Not a big issue, but a personal opinion:
PHP Code:
1 2 3 4 5 6 7
$db->write_query("CREATE TABLE `".TABLE_PREFIX."newpoints_buyaccess` (
`pid` int(10) UNSIGNED NOT NULL auto_increment,
`fid` int(5) unsigned NOT NULL default '0',
`uid` bigint(30) unsigned NOT NULL default '0',
`date` bigint(30) unsigned NOT NULL default '0',
PRIMARY KEY (`pid`)
) ENGINE=MyISAM");
I'd personally ditch the pid column and make fid,uid the primary key. IMO, fid,uid should be unique, and it is always searched that way, thus having an index on fid,uid makes sense.
In other words, I'd have changed the above to the following:
PHP Code:
1 2 3 4 5 6
$db->write_query("CREATE TABLE `".TABLE_PREFIX."newpoints_buyaccess` (
`fid` int(5) unsigned NOT NULL default '0',
`uid` bigint(30) unsigned NOT NULL default '0',
`date` bigint(30) unsigned NOT NULL default '0',
PRIMARY KEY (`fid`,`uid`)
) ENGINE=MyISAM");
I guess some people might want to differ, but I'd suggest at least having a UNIQUE key on fid,uid.
Note: the plugin doesn't assume uniqueness on the column, so it is possible to have multiple entries for a single fid,uid if there is a time limit specified (ie user buys access into forum twice).
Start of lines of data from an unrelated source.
//! Table rendering for CLI output using comfy-table.
//!
//! | Command | Table Function |
//! |---------|----------------|
//! | `reposcope analyze` / `scan` | `render_technologies_table()` |
//! | `reposcope analyze` | `render_gaps_table()`, `render_recommendations_table()` |
//! | `reposcope analyze` / `scan` | `render_metrics_table()` |

use std::collections::BTreeMap;

use comfy_table::presets::NOTHING;
use comfy_table::{Cell, CellAlignment, ColumnConstraint, Table, Width};

use reposcope_core::{Category, GapCategoryAnalysis, StrategicRecommendation, TechnologyCategoryMap};

use super::format::{join_limited, truncate_str};

/// Technologies listed per cell before summarizing the rest.
const MAX_LISTED: usize = 6;

/// Render detected technologies, one row per category.
///
/// # Example Output
///
/// ```text
/// CATEGORY         COUNT   TECHNOLOGIES
/// Frontend             3   Next.js-14.2.3, React-18.3.1, TypeScript-5.4.5
/// Database             2   PostgreSQL, Supabase
/// ```
pub fn render_technologies_table(technologies: &TechnologyCategoryMap) -> String {
    let mut table = Table::new();
    table.load_preset(NOTHING);

    table.set_header(vec![
        Cell::new("CATEGORY"),
        Cell::new("COUNT").set_alignment(CellAlignment::Right),
        Cell::new("TECHNOLOGIES"),
    ]);

    table.set_constraints(vec![
        ColumnConstraint::LowerBoundary(Width::Fixed(14)), // CATEGORY
        ColumnConstraint::LowerBoundary(Width::Fixed(5)),  // COUNT
        ColumnConstraint::LowerBoundary(Width::Fixed(30)), // TECHNOLOGIES
    ]);

    for category in Category::ALL {
        let techs = technologies.get(category);
        table.add_row(vec![
            Cell::new(category.label()),
            Cell::new(techs.len()).set_alignment(CellAlignment::Right),
            Cell::new(join_limited(techs, MAX_LISTED)),
        ]);
    }

    table.trim_fmt().to_string()
}

/// Render gap counts and priority per category.
///
/// # Example Output
///
/// ```text
/// CATEGORY         PRIORITY   GAPS   FIRST GAP
/// Frontend         high          3   No TypeScript usage detected
/// AI               medium        1   No AI integration detected
/// ```
pub fn render_gaps_table(analyses: &BTreeMap<Category, GapCategoryAnalysis>) -> String {
    if analyses.is_empty() {
        return String::new();
    }

    let mut table = Table::new();
    table.load_preset(NOTHING);

    table.set_header(vec![
        Cell::new("CATEGORY"),
        Cell::new("PRIORITY"),
        Cell::new("GAPS").set_alignment(CellAlignment::Right),
        Cell::new("FIRST GAP"),
    ]);

    table.set_constraints(vec![
        ColumnConstraint::LowerBoundary(Width::Fixed(14)), // CATEGORY
        ColumnConstraint::LowerBoundary(Width::Fixed(8)),  // PRIORITY
        ColumnConstraint::LowerBoundary(Width::Fixed(4)),  // GAPS
        ColumnConstraint::LowerBoundary(Width::Fixed(30)), // FIRST GAP
    ]);

    for (category, analysis) in analyses {
        let first = analysis
            .identified_gaps
            .first()
            .map(|g| truncate_str(g, 50))
            .unwrap_or_else(|| "-".to_string());
        table.add_row(vec![
            Cell::new(category.label()),
            Cell::new(analysis.priority.as_str()),
            Cell::new(analysis.identified_gaps.len()).set_alignment(CellAlignment::Right),
            Cell::new(first),
        ]);
    }

    table.trim_fmt().to_string()
}

/// Render strategic recommendations.
///
/// # Example Output
///
/// ```text
/// PRIORITY   TIMELINE     AREA            TITLE
/// high       1-3 months   frontend        Close Frontend capability gaps
/// medium     1-2 months   security        Automate security scanning
/// ```
pub fn render_recommendations_table(recommendations: &[StrategicRecommendation]) -> String {
    if recommendations.is_empty() {
        return String::new();
    }

    let mut table = Table::new();
    table.load_preset(NOTHING);

    table.set_header(vec![
        Cell::new("PRIORITY"),
        Cell::new("TIMELINE"),
        Cell::new("AREA"),
        Cell::new("TITLE"),
    ]);

    table.set_constraints(vec![
        ColumnConstraint::LowerBoundary(Width::Fixed(8)),  // PRIORITY
        ColumnConstraint::LowerBoundary(Width::Fixed(10)), // TIMELINE
        ColumnConstraint::LowerBoundary(Width::Fixed(12)), // AREA
        ColumnConstraint::LowerBoundary(Width::Fixed(30)), // TITLE
    ]);

    for rec in recommendations {
        table.add_row(vec![
            Cell::new(rec.priority.as_str()),
            Cell::new(&rec.timeline),
            Cell::new(&rec.category),
            Cell::new(truncate_str(&rec.title, 60)),
        ]);
    }

    table.trim_fmt().to_string()
}

/// Render a simple key-value metrics table.
///
/// # Example Output
///
/// ```text
/// METRIC                  VALUE
/// Files analyzed             14
/// Dependencies               38
/// ```
pub fn render_metrics_table(metrics: &[(&str, String)]) -> String {
    if metrics.is_empty() {
        return String::new();
    }

    let mut table = Table::new();
    table.load_preset(NOTHING);

    table.set_header(vec![
        Cell::new("METRIC"),
        Cell::new("VALUE").set_alignment(CellAlignment::Right),
    ]);

    table.set_constraints(vec![
        ColumnConstraint::LowerBoundary(Width::Fixed(18)), // METRIC
        ColumnConstraint::LowerBoundary(Width::Fixed(12)), // VALUE
    ]);

    for (key, value) in metrics {
        table.add_row(vec![
            Cell::new(*key),
            Cell::new(value).set_alignment(CellAlignment::Right),
        ]);
    }

    table.trim_fmt().to_string()
}

#[cfg(test)]
mod tests {
    use super::*;
    use reposcope_core::Priority;

    #[test]
    fn test_technologies_table_lists_every_category() {
        let mut technologies = TechnologyCategoryMap::default();
        technologies.push(Category::Frontend, "React-18.3.1");
        technologies.push(Category::Database, "PostgreSQL");
        technologies.push(Category::Database, "Supabase");

        let output = render_technologies_table(&technologies);

        assert!(output.contains("CATEGORY"));
        assert!(output.contains("TECHNOLOGIES"));
        for category in Category::ALL {
            assert!(output.contains(category.label()));
        }
        assert!(output.contains("React-18.3.1"));
        assert!(output.contains("PostgreSQL, Supabase"));
    }

    #[test]
    fn test_gaps_table() {
        let mut analyses = BTreeMap::new();
        analyses.insert(
            Category::Ai,
            GapCategoryAnalysis {
                current_technologies: vec![],
                identified_gaps: vec!["No AI integration detected".to_string()],
                recommendations: vec![],
                priority: Priority::Medium,
            },
        );

        let output = render_gaps_table(&analyses);
        assert!(output.contains("PRIORITY"));
        assert!(output.contains("AI"));
        assert!(output.contains("medium"));
        assert!(output.contains("No AI integration detected"));
    }

    #[test]
    fn test_recommendations_table() {
        let recs = vec![StrategicRecommendation {
            category: "security".to_string(),
            title: "Automate security scanning".to_string(),
            description: "Add dependency and secret scanning to CI".to_string(),
            priority: Priority::Medium,
            timeline: "1-2 months".to_string(),
            impact: "medium".to_string(),
        }];

        let output = render_recommendations_table(&recs);
        assert!(output.contains("TIMELINE"));
        assert!(output.contains("security"));
        assert!(output.contains("Automate security scanning"));
    }

    #[test]
    fn test_empty_tables() {
        assert_eq!(render_gaps_table(&BTreeMap::new()), "");
        assert_eq!(render_recommendations_table(&[]), "");
        assert_eq!(render_metrics_table(&[]), "");
    }
}
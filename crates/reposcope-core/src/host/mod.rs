//! Source-hosting abstraction.
//!
//! The explorer only needs three calls: repository metadata, a full file
//! listing of one branch, and individual file contents. [`RepositoryHost`]
//! captures exactly that so the pipeline runs unchanged against:
//!
//! - [`GitHubHost`]: the GitHub REST API (one client per run)
//! - [`LocalHost`]: a checkout on disk
//! - [`MemoryHost`]: a snapshot held in memory

use crate::errors::RepoScopeError;
use crate::repo_url::RepositoryRef;
use crate::types::{RepositoryInfo, RepositoryTree};

mod github;
mod local;
mod memory;

pub use github::GitHubHost;
pub use local::LocalHost;
pub use memory::MemoryHost;

/// Decoded file content as returned by a host.
#[derive(Debug, Clone, PartialEq, Eq)]
pub struct RemoteFile {
    pub content: String,
    /// Size in bytes.
    pub size: u64,
}

/// Read-only access to one hosted repository.
///
/// Implementations must be shareable across the explorer's fetch workers.
pub trait RepositoryHost: Send + Sync {
    /// Fetch repository metadata (including the default branch).
    fn repository(&self, reference: &RepositoryRef) -> Result<RepositoryInfo, RepoScopeError>;

    /// List every file of `branch`, recursively.
    fn tree(&self, reference: &RepositoryRef, branch: &str)
        -> Result<RepositoryTree, RepoScopeError>;

    /// Fetch and decode one file at `branch`.
    fn file_content(
        &self,
        reference: &RepositoryRef,
        path: &str,
        branch: &str,
    ) -> Result<RemoteFile, RepoScopeError>;
}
I don't really see much point in having more than one entry for a particular fid,uid - buying into a forum again should update the timestamp, rather than insert a new entry. Also, perhaps the system should prune old entries every now and then.
This, of course, does depend on the design idea. Pruning entries does mean that if the admin decides to remove the time limit later on, people who have bought access may have it pruned by the system.